We went to a shop selling fireplaces nearby.  We wanted a flueless gas fire, but were told by the assistant that this might not be suitable because…(you could hear the sound of cogs spinning and desperate sound of back-peddling at this point) it might be danger….and here she stopped as it was obvious by our faces that a) what she was about to say might get her a response she mightn’t want to hear and b) she’d mis-read our uniform.  Blindness to her, possibly having never met anyone who is, did not involve bullshy, confident, competent, and forthright us, Blind implied incompetence with fire.  It might have also meant “a bit simple round the edges” too.  It might have meant: “aah, they’ve come all the way to the shop without a carer…how brave”. It might have meant none of these. The assistant’s attitude suggested I’m not too far off the mark and I’d lay money on me being close to the truth here.  Anyhow, the gas fire was duly paid for with no further mention of what dreadful, flame-induced accidents might be told in a future disaster-filled newspaper headline.  Hard cash talks, thank goodness.   

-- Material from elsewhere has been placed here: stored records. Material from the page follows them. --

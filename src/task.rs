#[derive(Debug, Clone, Copy, Default, PartialEq, Eq)]
/// What should the aligner extract besides the distance?
pub enum AlignTask {
    #[default]
    /// Raw and normalized distance only. No backtrace is stored.
    Distance,
    /// Distance plus the edit script reproducing the target from the source.
    Script,
    /// Distance plus the longest common subsequence.
    Lcs,
    /// Distance plus the longest common contiguous substring.
    LcsStr,
}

When you are disabled, you carry your clown uniform with you, like it or not. And the clown uniform may not be such an inept analogy since disability and clowns are both something to be both mocked and feared (with certain people, and not all of the time).  However, the potential to inadvertently be the symptom and object of someone else’s fear, dread or humour is always a potential phenomenon you’re aware of as hovering in the periphery, like a dog who has eaten some rotten meat and might cause an almighty stench with the sort of power puff that could cull a hippo.   Additionally, what a lot of disabled people have noticed, since time began, but even more so now with the right-wing agenda being purveyed as only, or at least main gig in town, is the level of hatred against us is rising.  Even clowns don’t get egged, kicked, verbally abused and reminded by clueless Neanderthals how much of a “drain of society” we are.  

It would actually be better, and easier to deal with situations where people *are* more up front and personal.  I can argue and fight with the best of them, and sometimes even get a kick out of taking down bullshit when I smell it coming from someone courtesy of their ill-informed, spurious idiot babblings.  It’s the situations when gut instinct tells you that you are about to be discriminated against, or somehow treated differently, but have no idea why, because you’ve no idea what’s going on the other person’s head, that  problematic scenarios occur.  How can you fight against an invisible gas which you cannot locate and can’t identify but one whose suspected existence you know will guarantee you aren’t invited for that follow-up job interview?  A sense of humour and a confident outlook can go a long way (and I’ve fought off many a doubting Thomas with both, simply but both smiling and being simultaneously no-nonsense.  Not each and every time though, it’s mentally draining and sometimes you’re just not in the right frame of mind to take on such a seemingly invisible but undeniable foe.   

At a recent job interview I where I failed to obtain the post, I was, on the one hand, convinced I wasn’t being fobbed off when I was told they had found a better person to fill the post.  Instinct told me the interviewer wasn’t faking sincerity and interest.   I knew during the hour’s grilling that I’d hit a couple of fairly minor weak spots in my previous experience and cursed myself at some of the questions I could have answered with more oomph.  On the other hand, was me not getting the post as a result of my partial sight?  Knowing the reasoning behind me not getting this job is the kind of *potential* discrimination we face every day – and its soul destroying.  Did my interviewer have an enlightened, or heaven knows realistic view of my “uniform”?  Did they make all the right noises in the knowledge I might kick off if I it was plain I was being treated as a second-class candidate? 

I reasonably sure I was beaten by someone more experienced than me – so I don’t have a problem with not getting the job. 

Being disabled is like being famous.  You get noticed, pointed at, trolled, abused, ridiculed, told your face doesn’t fit and your presence is equally unwelcome.  However, unlike a celebrity, you don’t get a greasy fat cheque after each theatre appearance, snooker game, book you write, or TV show you rock up to.